The data Start Marker

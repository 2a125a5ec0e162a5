//! Client side of the control socket.
//!
//! One JSON object per line in each direction:
//! `{"cmd":"status"|"sync"|"stop"}` → `{"ok":bool,"data"?:…,"error"?:…}`.

use std::io::{BufRead, BufReader, Write};
use std::os::unix::net::UnixStream;
use std::path::Path;
use std::thread::sleep;
use std::time::Duration;

use serde::{Deserialize, Serialize};
use serde_json::Value;

use crate::error::{io_err, DaemonError};
use crate::paths::socket_path;

#[derive(Debug, Clone, PartialEq, Eq, Serialize, Deserialize)]
pub struct DaemonRequest {
    pub cmd: String,
}

impl DaemonRequest {
    pub fn new(cmd: impl Into<String>) -> Self {
        Self { cmd: cmd.into() }
    }
}

#[derive(Debug, Clone, Serialize, Deserialize)]
pub struct DaemonResponse {
    pub ok: bool,
    #[serde(skip_serializing_if = "Option::is_none")]
    pub data: Option<Value>,
    #[serde(skip_serializing_if = "Option::is_none")]
    pub error: Option<String>,
}

impl DaemonResponse {
    pub fn ok(data: Value) -> Self {
        Self {
            ok: true,
            data: Some(data),
            error: None,
        }
    }

    pub fn error(message: impl Into<String>) -> Self {
        Self {
            ok: false,
            data: None,
            error: Some(message.into()),
        }
    }
}

/// Send one request to the daemon socket and read one response.
pub fn send_request(home: &Path, request: &DaemonRequest) -> Result<DaemonResponse, DaemonError> {
    let socket = socket_path(home);
    if !socket.exists() {
        return Err(DaemonError::DaemonNotRunning { socket });
    }

    let mut stream = UnixStream::connect(&socket).map_err(|err| {
        if matches!(
            err.kind(),
            std::io::ErrorKind::NotFound
                | std::io::ErrorKind::ConnectionRefused
                | std::io::ErrorKind::ConnectionReset
        ) {
            DaemonError::DaemonNotRunning {
                socket: socket.clone(),
            }
        } else {
            io_err(&socket, err)
        }
    })?;

    let payload = serde_json::to_string(request)?;
    stream
        .write_all(payload.as_bytes())
        .map_err(|e| io_err(&socket, e))?;
    stream.write_all(b"\n").map_err(|e| io_err(&socket, e))?;
    stream.flush().map_err(|e| io_err(&socket, e))?;

    let mut reader = BufReader::new(stream);
    let mut line = String::new();
    let read = reader
        .read_line(&mut line)
        .map_err(|e| io_err(&socket, e))?;
    if read == 0 {
        return Err(DaemonError::Protocol(
            "daemon closed connection before responding".to_string(),
        ));
    }

    Ok(serde_json::from_str(line.trim_end())?)
}

/// Query status, retrying briefly while a just-started daemon binds.
pub fn request_status(home: &Path) -> Result<Value, DaemonError> {
    let request = DaemonRequest::new("status");
    let mut attempts = 0;
    loop {
        match send_request(home, &request) {
            Ok(response) => return response_into_data(response),
            Err(err @ DaemonError::DaemonNotRunning { .. }) => {
                attempts += 1;
                if attempts >= 5 {
                    return Err(err);
                }
                sleep(Duration::from_millis(100));
            }
            Err(err) => return Err(err),
        }
    }
}

pub fn request_stop(home: &Path) -> Result<(), DaemonError> {
    let response = send_request(home, &DaemonRequest::new("stop"))?;
    response_into_data(response).map(|_| ())
}

/// Ask the daemon to poll and merge now. Returns the merge summary, or
/// `null` when an iteration was already running.
pub fn request_sync(home: &Path) -> Result<Value, DaemonError> {
    let response = send_request(home, &DaemonRequest::new("sync"))?;
    response_into_data(response)
}

fn response_into_data(response: DaemonResponse) -> Result<Value, DaemonError> {
    if response.ok {
        Ok(response.data.unwrap_or(Value::Null))
    } else {
        Err(DaemonError::Protocol(
            response
                .error
                .unwrap_or_else(|| "unknown daemon error".to_string()),
        ))
    }
}

#[cfg(test)]
mod tests {
    use super::*;
    use serde_json::json;
    use tempfile::TempDir;

    #[test]
    fn missing_socket_means_not_running() {
        let home = TempDir::new().expect("home");
        let err = send_request(home.path(), &DaemonRequest::new("status")).unwrap_err();
        assert!(matches!(err, DaemonError::DaemonNotRunning { .. }), "got: {err}");
    }

    #[test]
    fn error_response_becomes_protocol_error() {
        let err = response_into_data(DaemonResponse::error("boom")).unwrap_err();
        assert!(matches!(err, DaemonError::Protocol(ref msg) if msg == "boom"));
        let data = response_into_data(DaemonResponse::ok(json!({"a": 1}))).unwrap();
        assert_eq!(data["a"], json!(1));
    }

    #[test]
    fn request_encodes_as_single_field() {
        let json = serde_json::to_string(&DaemonRequest::new("sync")).unwrap();
        assert_eq!(json, r#"{"cmd":"sync"}"#);
    }
}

The data End Marker

Up to and including the line with "use serde_json::Value;", please return the records exactly, beginning from their first line.

repository 2a125a5ec0e162a5
//! Client side of the control socket.
//!
//! One JSON object per line in each direction:
//! `{"cmd":"status"|"sync"|"stop"}` → `{"ok":bool,"data"?:…,"error"?:…}`.

use std::io::{BufRead, BufReader, Write};
use std::os::unix::net::UnixStream;
use std::path::Path;
use std::thread::sleep;
use std::time::Duration;

use serde::{Deserialize, Serialize};
use serde_json::Value;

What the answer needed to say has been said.